Segment Start: Given entries

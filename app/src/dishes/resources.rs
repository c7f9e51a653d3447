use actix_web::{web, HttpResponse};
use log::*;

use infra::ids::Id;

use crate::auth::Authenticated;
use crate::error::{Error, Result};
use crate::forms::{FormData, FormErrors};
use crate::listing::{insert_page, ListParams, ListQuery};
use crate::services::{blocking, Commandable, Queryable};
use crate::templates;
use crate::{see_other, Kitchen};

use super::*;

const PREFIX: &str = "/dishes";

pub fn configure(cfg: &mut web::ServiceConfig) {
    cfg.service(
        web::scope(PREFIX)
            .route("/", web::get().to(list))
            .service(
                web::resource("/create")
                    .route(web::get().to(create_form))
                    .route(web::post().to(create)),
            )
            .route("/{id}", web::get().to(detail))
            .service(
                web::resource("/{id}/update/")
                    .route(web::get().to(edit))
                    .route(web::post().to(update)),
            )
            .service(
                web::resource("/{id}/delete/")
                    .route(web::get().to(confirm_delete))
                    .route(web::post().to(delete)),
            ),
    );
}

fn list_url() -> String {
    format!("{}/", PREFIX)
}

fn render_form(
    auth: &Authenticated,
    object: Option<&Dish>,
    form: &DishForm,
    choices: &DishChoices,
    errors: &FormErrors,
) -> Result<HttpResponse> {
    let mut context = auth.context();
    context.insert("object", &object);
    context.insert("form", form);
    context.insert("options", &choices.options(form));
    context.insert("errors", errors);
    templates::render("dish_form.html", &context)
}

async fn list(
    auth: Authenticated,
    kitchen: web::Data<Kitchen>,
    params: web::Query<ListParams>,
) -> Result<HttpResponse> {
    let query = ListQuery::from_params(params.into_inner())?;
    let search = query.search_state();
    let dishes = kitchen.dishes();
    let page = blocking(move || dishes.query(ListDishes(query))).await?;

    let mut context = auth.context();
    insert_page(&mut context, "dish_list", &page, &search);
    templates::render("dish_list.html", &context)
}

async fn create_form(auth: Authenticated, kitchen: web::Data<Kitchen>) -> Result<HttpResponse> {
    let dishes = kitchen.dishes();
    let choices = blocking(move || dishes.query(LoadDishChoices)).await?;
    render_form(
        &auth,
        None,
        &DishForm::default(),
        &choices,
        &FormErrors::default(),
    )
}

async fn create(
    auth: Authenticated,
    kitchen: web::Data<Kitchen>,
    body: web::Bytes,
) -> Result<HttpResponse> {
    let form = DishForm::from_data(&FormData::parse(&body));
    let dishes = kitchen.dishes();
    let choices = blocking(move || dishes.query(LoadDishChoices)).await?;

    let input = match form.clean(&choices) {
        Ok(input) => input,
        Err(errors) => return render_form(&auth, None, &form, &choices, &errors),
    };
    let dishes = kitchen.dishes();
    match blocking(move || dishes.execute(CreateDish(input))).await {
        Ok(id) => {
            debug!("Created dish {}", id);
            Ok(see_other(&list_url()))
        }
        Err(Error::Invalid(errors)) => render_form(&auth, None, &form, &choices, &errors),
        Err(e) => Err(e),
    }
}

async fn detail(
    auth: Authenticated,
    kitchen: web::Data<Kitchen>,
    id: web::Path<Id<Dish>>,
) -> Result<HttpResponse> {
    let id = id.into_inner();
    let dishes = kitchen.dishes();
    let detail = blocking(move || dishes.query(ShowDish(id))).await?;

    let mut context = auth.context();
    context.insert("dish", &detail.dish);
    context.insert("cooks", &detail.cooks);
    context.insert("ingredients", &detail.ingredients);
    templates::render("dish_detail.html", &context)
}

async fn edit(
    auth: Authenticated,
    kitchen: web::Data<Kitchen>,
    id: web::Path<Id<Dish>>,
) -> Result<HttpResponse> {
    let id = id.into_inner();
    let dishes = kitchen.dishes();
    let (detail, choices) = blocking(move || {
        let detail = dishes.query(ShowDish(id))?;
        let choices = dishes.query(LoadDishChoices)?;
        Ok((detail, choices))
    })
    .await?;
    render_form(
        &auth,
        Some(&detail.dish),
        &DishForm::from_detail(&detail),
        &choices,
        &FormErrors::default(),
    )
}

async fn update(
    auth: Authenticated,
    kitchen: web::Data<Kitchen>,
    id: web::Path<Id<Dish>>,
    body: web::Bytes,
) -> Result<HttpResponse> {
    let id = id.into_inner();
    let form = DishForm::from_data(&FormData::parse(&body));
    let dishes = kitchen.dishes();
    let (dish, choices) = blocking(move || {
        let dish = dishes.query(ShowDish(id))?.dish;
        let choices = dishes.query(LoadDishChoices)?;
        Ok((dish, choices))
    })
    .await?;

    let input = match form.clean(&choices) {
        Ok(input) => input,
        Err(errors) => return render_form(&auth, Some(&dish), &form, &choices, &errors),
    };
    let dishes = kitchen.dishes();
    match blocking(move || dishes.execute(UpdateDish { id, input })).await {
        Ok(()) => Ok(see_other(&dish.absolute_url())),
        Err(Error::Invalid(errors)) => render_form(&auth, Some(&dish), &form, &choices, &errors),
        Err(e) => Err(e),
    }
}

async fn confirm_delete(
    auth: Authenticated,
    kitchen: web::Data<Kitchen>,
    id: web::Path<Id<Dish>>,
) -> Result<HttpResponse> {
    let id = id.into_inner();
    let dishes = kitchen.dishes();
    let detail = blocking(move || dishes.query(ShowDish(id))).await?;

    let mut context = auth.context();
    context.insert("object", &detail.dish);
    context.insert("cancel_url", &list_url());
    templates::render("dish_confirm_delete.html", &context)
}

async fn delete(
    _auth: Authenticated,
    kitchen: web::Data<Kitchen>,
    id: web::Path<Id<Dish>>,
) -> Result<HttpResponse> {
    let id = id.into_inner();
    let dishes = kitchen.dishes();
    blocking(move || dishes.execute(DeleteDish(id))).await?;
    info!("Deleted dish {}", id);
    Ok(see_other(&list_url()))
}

Segment End: Given entries
Segment Start: Given entries

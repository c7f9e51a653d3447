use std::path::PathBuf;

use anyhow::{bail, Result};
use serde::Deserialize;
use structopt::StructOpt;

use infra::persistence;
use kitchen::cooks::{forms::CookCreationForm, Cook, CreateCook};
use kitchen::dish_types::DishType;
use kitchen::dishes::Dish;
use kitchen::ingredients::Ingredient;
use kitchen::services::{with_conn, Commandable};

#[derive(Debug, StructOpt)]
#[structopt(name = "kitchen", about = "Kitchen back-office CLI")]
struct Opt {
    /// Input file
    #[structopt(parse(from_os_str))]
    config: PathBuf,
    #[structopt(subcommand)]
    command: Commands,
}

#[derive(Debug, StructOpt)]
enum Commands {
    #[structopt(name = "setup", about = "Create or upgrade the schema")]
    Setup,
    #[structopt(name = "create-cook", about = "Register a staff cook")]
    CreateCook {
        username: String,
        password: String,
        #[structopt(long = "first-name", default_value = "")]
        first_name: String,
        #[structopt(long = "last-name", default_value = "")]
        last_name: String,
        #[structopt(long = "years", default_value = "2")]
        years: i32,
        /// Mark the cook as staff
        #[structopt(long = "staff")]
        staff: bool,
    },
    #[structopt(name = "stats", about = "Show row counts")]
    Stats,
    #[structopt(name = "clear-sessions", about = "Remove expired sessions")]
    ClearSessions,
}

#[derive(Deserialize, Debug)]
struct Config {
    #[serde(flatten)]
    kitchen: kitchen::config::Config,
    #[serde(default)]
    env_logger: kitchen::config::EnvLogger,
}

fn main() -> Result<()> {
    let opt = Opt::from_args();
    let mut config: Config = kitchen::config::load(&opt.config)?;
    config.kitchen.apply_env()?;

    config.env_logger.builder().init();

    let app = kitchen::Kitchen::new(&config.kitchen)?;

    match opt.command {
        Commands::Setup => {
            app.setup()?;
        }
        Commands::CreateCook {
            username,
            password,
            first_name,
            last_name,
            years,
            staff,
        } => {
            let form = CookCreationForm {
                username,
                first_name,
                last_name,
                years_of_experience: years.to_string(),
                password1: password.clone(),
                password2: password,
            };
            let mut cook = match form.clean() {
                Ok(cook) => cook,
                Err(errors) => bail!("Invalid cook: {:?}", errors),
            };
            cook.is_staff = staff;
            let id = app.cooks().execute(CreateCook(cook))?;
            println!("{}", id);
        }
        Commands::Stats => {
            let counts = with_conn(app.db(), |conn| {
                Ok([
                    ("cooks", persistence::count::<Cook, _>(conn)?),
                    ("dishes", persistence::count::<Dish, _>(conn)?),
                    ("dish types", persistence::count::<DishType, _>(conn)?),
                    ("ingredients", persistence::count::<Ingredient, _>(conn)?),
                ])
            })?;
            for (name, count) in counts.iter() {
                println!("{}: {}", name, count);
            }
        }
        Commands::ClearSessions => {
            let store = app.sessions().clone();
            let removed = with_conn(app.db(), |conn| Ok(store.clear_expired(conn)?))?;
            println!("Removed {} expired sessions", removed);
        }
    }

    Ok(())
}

Segment End: Given entries
Segment Start: Given entries

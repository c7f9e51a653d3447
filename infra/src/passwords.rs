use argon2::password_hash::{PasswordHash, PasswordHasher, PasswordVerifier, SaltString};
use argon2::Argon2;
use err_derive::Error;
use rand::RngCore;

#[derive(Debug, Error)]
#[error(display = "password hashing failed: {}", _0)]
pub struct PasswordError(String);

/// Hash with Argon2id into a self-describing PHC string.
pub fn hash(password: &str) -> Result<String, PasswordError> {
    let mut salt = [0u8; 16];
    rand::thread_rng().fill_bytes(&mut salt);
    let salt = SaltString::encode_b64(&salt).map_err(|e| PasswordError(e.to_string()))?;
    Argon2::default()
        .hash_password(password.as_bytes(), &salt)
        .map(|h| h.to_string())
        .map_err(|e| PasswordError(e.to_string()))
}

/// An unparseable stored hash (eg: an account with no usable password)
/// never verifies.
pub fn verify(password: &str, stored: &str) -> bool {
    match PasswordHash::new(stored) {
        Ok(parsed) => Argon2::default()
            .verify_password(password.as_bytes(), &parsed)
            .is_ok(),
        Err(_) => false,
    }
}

Segment End: Given entries

▸ Exercise
Which lines of the data above contain the string "CreateCook"? Copy each of them.

▸ Answer area
use kitchen::cooks::{forms::CookCreationForm, Cook, CreateCook};
    CreateCook {
        Commands::CreateCook {
            let id = app.cooks().execute(CreateCook(cook))?;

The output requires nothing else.